Aseveraba el alcalde de Lampedusa, meses atrás, después de una de las tragedias más grandes que hemos conocido: “¿Pero qué cosa estamos esperando?”. Y acierta: ¿qué espera Europa, qué más tiene que pasar para que tomemos conciencia de una realidad aciaga, dura, trágica? ¿Qué hacemos por los países pobres de África? ¿Qué estamos haciendo allí, consintiendo, apoyando? No queremos ver, somos ciegos viendo, somos sordos escuchando, somos fantasmas sin voz, ni conciencia, ni alma, ni fuerza ni coraje.
La indiferencia nos ahoga también, nos hace naufragar como sociedad, como pueblo, como padres.
Nos da vergüenza, pero miramos hacia otro lado. Siempre lo hemos hecho y lo seguiremos haciendo.

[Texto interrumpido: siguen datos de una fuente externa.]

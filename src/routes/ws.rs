//! WebSocket upgrade + quiz session loop.
//!
//! One `QuizDriver` per connection. The loop waits on either the next client
//! frame or the driver's own events (finished batch, refill deadline) and
//! sends every resulting output as its own JSON message.

use std::sync::Arc;
use axum::{
  extract::{
    ws::{Message, WebSocket},
    State, WebSocketUpgrade,
  },
  response::IntoResponse,
};
use tracing::{info, error, instrument, debug};
use uuid::Uuid;

use crate::driver::QuizDriver;
use crate::protocol::{ClientWsMessage, ServerWsMessage};
use crate::quiz::QuizEvent;
use crate::state::AppState;

#[instrument(level = "info", skip(state))]
pub async fn ws_upgrade(ws: WebSocketUpgrade, State(state): State<Arc<AppState>>) -> impl IntoResponse {
  info!(target: "qpass_backend", "WebSocket upgrade requested");
  ws.on_upgrade(move |socket| handle_ws(socket, state, Uuid::new_v4()))
}

/// Map a parsed client frame to either an immediate reply or a session event.
pub enum Dispatch {
  Reply(ServerWsMessage),
  Event(QuizEvent),
}

pub fn dispatch(msg: ClientWsMessage, default_batch: u32) -> Dispatch {
  match msg {
    ClientWsMessage::Ping => Dispatch::Reply(ServerWsMessage::Pong),
    ClientWsMessage::SubmitAnswer { answer } => Dispatch::Event(QuizEvent::AnswerSubmitted(answer)),
    ClientWsMessage::Retry => Dispatch::Event(QuizEvent::Retry),
    ClientWsMessage::NewSession => Dispatch::Event(QuizEvent::Reset),
    start @ ClientWsMessage::StartQuiz { .. } => match start.into_setup(default_batch) {
      Some(setup) if !setup.file_name.trim().is_empty() => Dispatch::Event(QuizEvent::StartRequested(setup)),
      _ => Dispatch::Reply(ServerWsMessage::Error { message: "fileName is required".into() }),
    },
  }
}

async fn send(socket: &mut WebSocket, msg: &ServerWsMessage) -> bool {
  let out = serde_json::to_string(msg).unwrap_or_else(|e| {
    serde_json::json!({ "type": "error", "message": format!("Serialization error: {}", e) }).to_string()
  });
  match socket.send(Message::Text(out)).await {
    Ok(()) => true,
    Err(e) => {
      error!(target: "qpass_backend", error = %e, "WS send error");
      false
    }
  }
}

#[instrument(level = "info", skip(socket, state), fields(%session_id))]
async fn handle_ws(mut socket: WebSocket, state: Arc<AppState>, session_id: Uuid) {
  info!(target: "qpass_backend", "WebSocket connected");
  let mut driver = QuizDriver::new(state.quiz_source.clone(), state.quiz.lookahead, state.quiz.refill_timeout());

  loop {
    let event = tokio::select! {
      frame = socket.recv() => {
        let Some(Ok(msg)) = frame else { break };
        match msg {
          Message::Text(txt) => match serde_json::from_str::<ClientWsMessage>(&txt) {
            Ok(incoming) => {
              debug!(target: "qpass_backend", "WS received: {:?}", &incoming);
              match dispatch(incoming, state.quiz.default_batch_size) {
                Dispatch::Event(ev) => ev,
                Dispatch::Reply(reply) => {
                  if !send(&mut socket, &reply).await { break; }
                  continue;
                }
              }
            }
            Err(e) => {
              let reply = ServerWsMessage::Error { message: format!("Invalid JSON: {}", e) };
              if !send(&mut socket, &reply).await { break; }
              continue;
            }
          },
          Message::Ping(payload) => { let _ = socket.send(Message::Pong(payload)).await; continue; }
          Message::Close(_) => break,
          _ => continue,
        }
      }
      ev = driver.next_internal() => ev,
    };

    for output in driver.handle(event) {
      if !send(&mut socket, &ServerWsMessage::from(output)).await {
        info!(target: "qpass_backend", "WebSocket disconnected");
        return;
      }
    }
  }
  info!(target: "qpass_backend", "WebSocket disconnected");
}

Miles y miles de inmigrantes han muerto ahogados en la noche de las lunas rotas, sin lágrimas, sin sentimientos. Rumbo a la tierra prometida, el rico Occidente, egoísta y meditabundo, ensoberbecido y embriagado de sí mismo. Aguas de Canarias, aguas mauritanas, libias, italianas, aguas del frío y gélido Atlántico, del meditabundo y tranquilo Mediterráneo, zozobra de pateras y ceguera de patrulleras marroquíes que miran a otro lado. Mafias rutilantes y tráfico humano, cadenas de esclavitud y miseria del siglo XXI. Tierras de escarnio, crisol de culturas, ocio y abundancia, de trabajo y vanidad. ¿A quién le importan estas muertes sin rostro y sin gritos que escuchemos? ¿Quién llora?
Sin papeles, a la intemperie de sus derechos y dignidad humana, potenciales explotados por algunos sin escrúpulos. Solo son inmigrantes, sin nombre pero con apellidos, sin rostro pero con caras, sin futuro pero con presente. Solo son y eran eso para algunos miserables. En busca de una oportunidad, pero tras ello se oculta sigilosa y, a la par, acechante la muerte, la pobreza, la insolidaridad, el abandono. La tragedia y la bravura del mar los abrazan impunemente. No los indultan en su oleaje de vida y muerte. Nadie los llorará de este lado, y quizá del otro nunca se sepa que ni siquiera murieron ahogados. Y la mar cruje de saciedad y vomita los cuerpos descarnados. Dolor ajeno, dolor humano, tragedia sin límites. La misma historia, historia que no es apenas noticia. Así es la mar, caprichosa incluso para escoger a sus víctimas. Los hijos de la noche, desnudos como la mar, sin historia, sin presente y ya sin futuro.